Jesus returned to his Father, but now, with merits sufficient to encompass us sinners. All who trust in Christ are received with the Son in full honour—as sons and daughters of God. The Holy Spirit is poured out specifically so that we may cry out ‘Abba ’ or ‘Father’. This is not a cry of anguish but of filial trust and readiness to obey. Nothing else in this world can replace this—no person, no experience, no status, no possession.

So, we actually know the Father. More than that, we know that we are known by him (Gal. 4;9)—known as his children. We are no longer aliens, no longer timid or fearful. We have the all too heavy burden of ultimate responsibility for all things taken from us—especially the burden of our sins and the burden of correcting the sins of others. We bear instead, the gentle ‘yoke’ of Christ, the longing for the Father’s rule over all things. We find ourselves teachable and ready for any good work.

In all this, we are never alone. For us, ‘there is one God, the Father, from whom are all things and for whom we exist.’ He is ‘above all and through all and in all’ (I Cor. 8:6; Eph. 4:6). There could hardly be anything more necessary to life than to know that the Creator is our Father, and that we, reconciled, have his active presence in every experience of our lives.
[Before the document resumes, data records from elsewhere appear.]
//! Resource kinds managed by beacon
//!
//! Each kind is a [`ModelAdapter`](declarative::ModelAdapter) paired with a
//! [`RestCapability`] over its API collection, wrapped in a
//! [`ResourceEngine`](declarative::ResourceEngine).

pub mod api;
pub mod escalation_policy;
pub mod service;
pub mod sla;
pub mod team;
pub mod webhook;

pub use api::RestCapability;

use anyhow::{Context, Result};
use beaconapi::Client;
use declarative::{
    Attr, AttributePath, Diagnostic, DiagnosticCategory, Diagnostics, SharedResource,
};
use std::collections::BTreeMap;

/// Every resource kind, by name
pub struct Registry {
    kinds: BTreeMap<&'static str, SharedResource>,
}

impl Registry {
    /// Build every kind on top of `client`
    pub fn new(client: &Client) -> Self {
        let resources = [
            team::resource(client.clone()),
            service::resource(client.clone()),
            sla::resource(client.clone()),
            webhook::resource(client.clone()),
            escalation_policy::resource(client.clone()),
        ];
        let kinds = resources
            .into_iter()
            .map(|resource| (resource.type_name(), resource))
            .collect();
        Self { kinds }
    }

    pub fn get(&self, kind: &str) -> Option<&SharedResource> {
        self.kinds.get(kind)
    }

    /// Look up a kind, failing with the list of known kinds
    pub fn resource(&self, kind: &str) -> Result<&SharedResource> {
        self.get(kind).with_context(|| {
            format!(
                "Unknown resource kind '{}' (known kinds: {})",
                kind,
                self.names().join(", ")
            )
        })
    }

    pub fn names(&self) -> Vec<&'static str> {
        self.kinds.keys().copied().collect()
    }

    pub fn iter(&self) -> impl Iterator<Item = (&'static str, &SharedResource)> {
        self.kinds.iter().map(|(name, resource)| (*name, resource))
    }
}

/// A known value needed to build a request
pub fn known<T: Clone>(attr: &Attr<T>, name: &str) -> Result<T> {
    attr.known()
        .cloned()
        .with_context(|| format!("{name} is not known yet"))
}

/// Check that a string attribute is one of `allowed`
pub fn check_one_of(attr: &Attr<String>, name: &str, allowed: &[&str]) -> Result<(), Diagnostics> {
    match attr.known() {
        Some(value) if !allowed.contains(&value.as_str()) => Err(Diagnostic::error(
            DiagnosticCategory::Validation,
            format!("invalid {name}"),
            format!("{value:?} is not one of: {}", allowed.join(", ")),
        )
        .with_path(AttributePath::root().attr(name))
        .into()),
        _ => Ok(()),
    }
}

#[cfg(test)]
pub(crate) mod testing {
    //! Helpers for exercising kinds against an in-memory API.

    use beaconapi::{Client, ClientConfig, MockBackend, RetryConfig};
    use declarative::{AttributeTree, Value};
    use std::sync::Arc;

    pub fn mock_client(mock: &MockBackend) -> Client {
        Client::with_backend(
            Arc::new(mock.clone()),
            ClientConfig::new("mock://").with_retry(RetryConfig::no_retry()),
        )
    }

    pub fn tree(pairs: &[(&str, Value)]) -> AttributeTree {
        pairs
            .iter()
            .map(|(k, v)| ((*k).to_string(), v.clone()))
            .collect()
    }
}

#[cfg(test)]
mod tests {
    use super::*;
    use crate::resource::testing::mock_client;
    use beaconapi::MockBackend;
    use declarative::UpdateStrategy;

    #[test]
    fn test_registry_kinds() {
        let registry = Registry::new(&mock_client(&MockBackend::new()));
        assert_eq!(
            registry.names(),
            vec!["escalation_policy", "service", "sla", "team", "webhook"]
        );
        assert_eq!(
            registry.resource("escalation_policy").unwrap().update_strategy(),
            UpdateStrategy::Replace
        );
        assert_eq!(
            registry.resource("sla").unwrap().import_grammar(),
            Some("<service_id>/<sla_id>")
        );
        let err = registry.resource("widget").err().unwrap();
        assert!(err.to_string().contains("known kinds: escalation_policy"));
    }

    #[test]
    fn test_check_one_of() {
        let allowed = ["a", "b"];
        assert!(check_one_of(&Attr::Known("a".to_string()), "tier", &allowed).is_ok());
        assert!(check_one_of(&Attr::Null, "tier", &allowed).is_ok());
        let diags = check_one_of(&Attr::Known("c".to_string()), "tier", &allowed).unwrap_err();
        let err = diags.first_error().unwrap();
        assert_eq!(err.category, DiagnosticCategory::Validation);
        assert_eq!(err.path.as_ref().unwrap().to_string(), "tier");
    }

    #[test]
    fn test_known() {
        assert_eq!(known(&Attr::Known(3_i64), "n").unwrap(), 3);
        assert!(known(&Attr::<i64>::Unknown, "n").is_err());
    }
}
Israel’s priests were to pray that the light of God’s face would shine on his people, to give them peace. For us, the light of God’s glory has shone—in our hearts—in the face of Christ. In the face of Christ, who has given himself up for our sins, we see reflected the love the Father bears to us. This is sonship!
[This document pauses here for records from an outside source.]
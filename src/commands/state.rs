//! `beacon state` - inspect and edit the state file

use super::Workspace;
use crate::Context;
use crate::cli::StateCommand;
use crate::ui;
use anyhow::{Context as AnyhowContext, Result};
use colored::Colorize;
use declarative::{Address, AttributeTree, Value};

pub fn run(ctx: &Context, cmd: StateCommand) -> Result<()> {
    let mut ws = Workspace::open(ctx)?;
    match cmd {
        StateCommand::List { kind } => {
            list(&ws, kind.as_deref());
            Ok(())
        }
        StateCommand::Show { address, json } => show(&ws, &address.parse()?, json),
        StateCommand::Rm { address } => {
            let address: Address = address.parse()?;
            forget(&mut ws, &address)?;
            ui::success(&format!("{address} is no longer tracked"));
            ui::dim("The remote object was left in place.");
            Ok(())
        }
    }
}

fn list(ws: &Workspace, kind: Option<&str>) {
    let addresses: Vec<&Address> = ws.state.addresses(kind).collect();
    if addresses.is_empty() {
        ui::info("No tracked instances");
        return;
    }
    for address in addresses {
        let id = ws
            .state
            .get(address)
            .and_then(|tree| tree.get("id").as_str().map(str::to_string))
            .unwrap_or_default();
        println!("{:<40} {}", address.to_string(), id.dimmed());
    }
}

fn show(ws: &Workspace, address: &Address, json: bool) -> Result<()> {
    let tree = ws
        .state
        .get(address)
        .with_context(|| format!("{address} is not tracked"))?;

    if json {
        println!("{}", serde_json::to_string_pretty(tree)?);
        return Ok(());
    }

    ui::header(&address.to_string());
    for (name, value) in visible_attributes(tree) {
        ui::kv(name, &value);
    }
    Ok(())
}

/// Attributes to print, with write-only values masked
fn visible_attributes(tree: &AttributeTree) -> Vec<(&str, String)> {
    tree.iter()
        .filter(|(_, value)| !value.is_null())
        .map(|(name, value)| {
            let shown = match (name.as_str(), value) {
                ("secret", Value::String(_)) => "(sensitive)".to_string(),
                _ => value.to_string(),
            };
            (name.as_str(), shown)
        })
        .collect()
}

/// Stop tracking `address` and save the state.
pub fn forget(ws: &mut Workspace, address: &Address) -> Result<AttributeTree> {
    let removed = ws
        .state
        .remove(address)
        .with_context(|| format!("{address} is not tracked"))?;
    ws.save_state()?;
    Ok(removed)
}
//! Remote create/read/update/delete entry points for one kind.

use crate::adapter::PrimaryKey;
use crate::context::{Interrupted, OperationContext};
use std::fmt;

/// How an update reaches the remote object.
#[derive(Debug, Clone, Copy, PartialEq, Eq, Default)]
pub enum UpdateStrategy {
    /// Updated in place; the key is preserved.
    #[default]
    InPlace,
    /// Deleted and re-created; the key changes on every update.
    Replace,
}

impl fmt::Display for UpdateStrategy {
    fn fmt(&self, f: &mut fmt::Formatter<'_>) -> fmt::Result {
        match self {
            Self::InPlace => f.write_str("in-place"),
            Self::Replace => f.write_str("replace"),
        }
    }
}

/// Failure of a remote call.
#[derive(Debug, thiserror::Error)]
pub enum RemoteError {
    /// The object does not exist upstream.
    #[error("object not found")]
    NotFound,

    #[error(transparent)]
    Interrupted(#[from] Interrupted),

    /// The call succeeded but its response could not be decoded.
    #[error("undecodable response: {message}")]
    Undecodable {
        /// Key recovered from the raw response, if any.
        key: Option<PrimaryKey>,
        message: String,
    },

    #[error("{message}")]
    Failed {
        message: String,
        status: Option<u16>,
    },
}

impl RemoteError {
    pub const fn is_not_found(&self) -> bool {
        matches!(self, Self::NotFound)
    }
}

/// Remote operations for one kind.
///
/// Implementations own retries and must honour the context: stop when it is
/// cancelled and bound each request by its remaining time.
pub trait Capability: Send + Sync {
    type Arg;
    type Result;

    fn create(&self, ctx: &OperationContext, arg: &Self::Arg) -> Result<Self::Result, RemoteError>;

    fn read(&self, ctx: &OperationContext, key: PrimaryKey) -> Result<Self::Result, RemoteError>;

    fn update(
        &self,
        ctx: &OperationContext,
        key: PrimaryKey,
        arg: &Self::Arg,
    ) -> Result<Self::Result, RemoteError>;

    fn delete(&self, ctx: &OperationContext, key: PrimaryKey) -> Result<(), RemoteError>;

    fn update_strategy(&self) -> UpdateStrategy {
        UpdateStrategy::InPlace
    }
}
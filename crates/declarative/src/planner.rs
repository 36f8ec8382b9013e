//! Execution planner - builds per-instance execution plans

use crate::diagnostics::Diagnostics;
use crate::diff::{Action, DiffSummary, PlannedChange};
use crate::resource::SharedResource;
use crate::tree::AttributeTree;
use crate::types::{Address, AddressError};
use std::str::FromStr;

/// One instance with its planned change
pub struct PlannedInstance {
    pub address: Address,
    pub resource: SharedResource,
    /// Recorded state, if the instance is tracked
    pub prior: Option<AttributeTree>,
    /// Desired state, if the instance is configured
    pub desired: Option<AttributeTree>,
    pub change: PlannedChange,
}

impl PlannedInstance {
    pub fn action(&self) -> Action {
        self.change.action
    }
}

/// An execution plan: every planned instance plus the ones that failed to plan
#[derive(Default)]
pub struct ExecutionPlan {
    pub instances: Vec<PlannedInstance>,
    /// Instances whose desired or recorded state did not decode
    pub errors: Vec<(Address, Diagnostics)>,
}

impl ExecutionPlan {
    /// Create a new empty plan
    pub fn new() -> Self {
        Self::default()
    }

    /// Plan one instance. Nothing is added when both sides are absent.
    pub fn add(
        &mut self,
        address: Address,
        resource: SharedResource,
        prior: Option<AttributeTree>,
        desired: Option<AttributeTree>,
    ) {
        if prior.is_none() && desired.is_none() {
            return;
        }
        match resource.plan(prior.as_ref(), desired.as_ref()) {
            Ok(change) => self.instances.push(PlannedInstance {
                address,
                resource,
                prior,
                desired,
                change,
            }),
            Err(diagnostics) => self.errors.push((address, diagnostics)),
        }
    }

    /// Instances that change something
    pub fn changes(&self) -> impl Iterator<Item = &PlannedInstance> {
        self.instances.iter().filter(|i| i.action().is_change())
    }

    pub fn summary(&self) -> DiffSummary {
        DiffSummary::from_actions(self.instances.iter().map(PlannedInstance::action))
    }

    /// Check if plan has no changes
    pub fn is_empty(&self) -> bool {
        self.changes().next().is_none()
    }

    pub fn has_errors(&self) -> bool {
        !self.errors.is_empty()
    }
}

/// Instance selector for `--target`: a whole kind, or one `kind.name`
#[derive(Debug, Clone, Default, PartialEq, Eq)]
pub struct Target {
    pub kind: Option<String>,
    pub name: Option<String>,
}

impl Target {
    /// Selects every instance
    pub fn all() -> Self {
        Self::default()
    }

    pub fn matches(&self, address: &Address) -> bool {
        self.kind.as_deref().is_none_or(|k| address.kind == k)
            && self.name.as_deref().is_none_or(|n| address.name == n)
    }
}

impl FromStr for Target {
    type Err = AddressError;

    fn from_str(s: &str) -> Result<Self, Self::Err> {
        if s.contains('.') {
            let address: Address = s.parse()?;
            return Ok(Self {
                kind: Some(address.kind),
                name: Some(address.name),
            });
        }
        if s.is_empty() {
            return Err(AddressError(s.to_string()));
        }
        Ok(Self {
            kind: Some(s.to_string()),
            name: None,
        })
    }
}
//! `beacon kinds` - list the resource kinds this build manages

use crate::resource::Registry;
use crate::ui;
use anyhow::Result;
use beaconapi::{Client, ClientConfig};
use colored::Colorize;

pub fn run() -> Result<()> {
    // Listing kinds needs no credentials; the client is never called.
    let registry = Registry::new(&Client::new(ClientConfig::new("https://localhost")));

    ui::header("Resource kinds");
    for row in rows(&registry) {
        println!("  {}", row.bold());
    }
    Ok(())
}

fn rows(registry: &Registry) -> Vec<String> {
    registry
        .iter()
        .map(|(name, resource)| {
            let import = resource.import_grammar().unwrap_or("not importable");
            format!(
                "{name:<20} update: {:<10} import: {import}",
                resource.update_strategy().to_string()
            )
        })
        .collect()
}
//! # Declarative
//!
//! A framework for managing remote objects from declared configuration.
//!
//! A resource kind pairs a [`ModelAdapter`] (attribute tree to typed API
//! records and back) with a [`Capability`] (the remote create, read, update
//! and delete calls). [`ResourceEngine`] drives the lifecycle on top of the
//! two and always answers with the state the caller should record.
//!
//! ## Core Concepts
//!
//! - **AttributeTree**: The schema-shaped document for one instance, where
//!   every attribute may be null, unknown, or known
//! - **ResourceEngine**: Generic create/read/update/delete/import/plan
//! - **ExecutionPlan**: Planned changes for a set of addressed instances
//! - **Executor**: Applies a plan with bounded parallelism and cancellation
//!
//! ## Example
//!
//! ```ignore
//! use declarative::{
//!     Address, AutoConfirm, CancelToken, ExecuteOptions, ExecutionPlan, NoProgress,
//!     ResourceEngine, SharedResource, execute,
//! };
//! use std::sync::Arc;
//!
//! let teams: SharedResource = Arc::new(ResourceEngine::new(TeamAdapter, TeamApi::new(client)));
//!
//! let mut plan = ExecutionPlan::new();
//! plan.add(Address::new("team", "platform"), teams, None, Some(desired));
//!
//! let report = execute(
//!     &plan,
//!     &ExecuteOptions::default(),
//!     &CancelToken::new(),
//!     &mut NoProgress,
//!     &mut AutoConfirm,
//! )?;
//! ```
//!
//! ## Provider Traits
//!
//! - [`ProgressCallback`]: Receives progress updates
//! - [`ConfirmCallback`]: Handles user confirmations
//!
//! This keeps the crate free of any particular UI framework.

pub mod adapter;
pub mod capability;
pub mod context;
pub mod diagnostics;
pub mod diff;
pub mod engine;
pub mod executor;
pub mod planner;
pub mod resource;
pub mod tree;
pub mod types;
pub mod value;

// Re-export main types at crate root
pub use adapter::{
    ImportResolver, ModelAdapter, PlanPreserver, PrimaryKey, PrimaryKeyed, parse_import_key,
};
pub use capability::{Capability, RemoteError, UpdateStrategy};
pub use context::{
    AutoConfirm, AutoDecline, CancelToken, ConfirmCallback, Interrupted, NoProgress,
    OperationContext, ProgressCallback,
};
pub use diagnostics::{Diagnostic, DiagnosticCategory, Diagnostics, Severity};
pub use diff::{Action, ChangeKind, DiffSummary, FieldChange, PlannedChange, diff_trees};
pub use engine::{ResourceEngine, Response};
pub use executor::{ExecuteReport, InstanceOutcome, RefreshTarget, execute, refresh};
pub use planner::{ExecutionPlan, PlannedInstance, Target};
pub use resource::{ManagedResource, SharedResource};
pub use tree::{
    AttributePath, AttributeTree, DecodeError, FromValue, IntoValue, PathStep, Reader, Writer,
};
pub use types::{Address, AddressError, ApplyResult, ExecuteOptions, ExecuteSummary};
pub use value::{Attr, Value};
Receive the love of the Father!

The forbidding images of God in our minds are a lie. The doubts and deferrals we cherish are a subterfuge—to retain our autonomy. The haughty cry of the world that its ‘god’ doesn’t care, or exist, is no better than the hoot of a ghost complaining that death is not too bad after all. What has the world got when it rejects the love of its Father!

Our refusal to know love has been a refusal to know God. Our objections about our parents may well be valid, but we could be using them as an excuse to keep the witness to God’s love at bay. Our maintaining of coolness in familial and other relationships is our denial that God can restore us to the experience of his love. On the other hand, if we, today, would thank God for the gifts given to us by our parents, we may be surprised also at the giving of God that would open up to our receptive minds.

There is an urgency in the call to receive the love of the Father revealed in the Son. ‘See to it that none fail to receive the grace of God and by it a root of bitterness spring up whereby many become defiled.’ ‘. . . we should love one another and not become like Cain who was of the evil one and murdered his brother . . .. By this we know love, that he laid down his life for us; and we ought to lay down our lives . . ..’

Jesus never outgrew the need for his Father’s love. He never desired to know anything beyond the affection of his Father. In this sense, he remained a child. It was because he remained a child, or Son, of his Father’s love, that he became a man—rich in affections, strong in purpose, clear in perception—and unwilling to condemn others. The love of the Father found in him a willing recipient, and an eager exponent.

Because he was sensitive to the love of the Father, Jesus could also receive the love of others around him—with all its limitations. He received, not only the love of his parents, but also the love of the Mary who anointed his feet. He sought the love of Peter, after Peter had denied him. It matters to Christ today that we love him also. Like him, we need to receive love as it comes to us. To receive the gifts of God—as gifts—and this is to receive God who is the fountain of life.

So then, are we happily a child? Happily a child of God the Father? Happily a child of our own parents? These two loves are of one piece—because the latter is a witness to the former. This is the basic relationship and any other relationship will be warped if this one is not true. But if the love of the Father is yours—and you know that this is so—every other relationship is forever changed.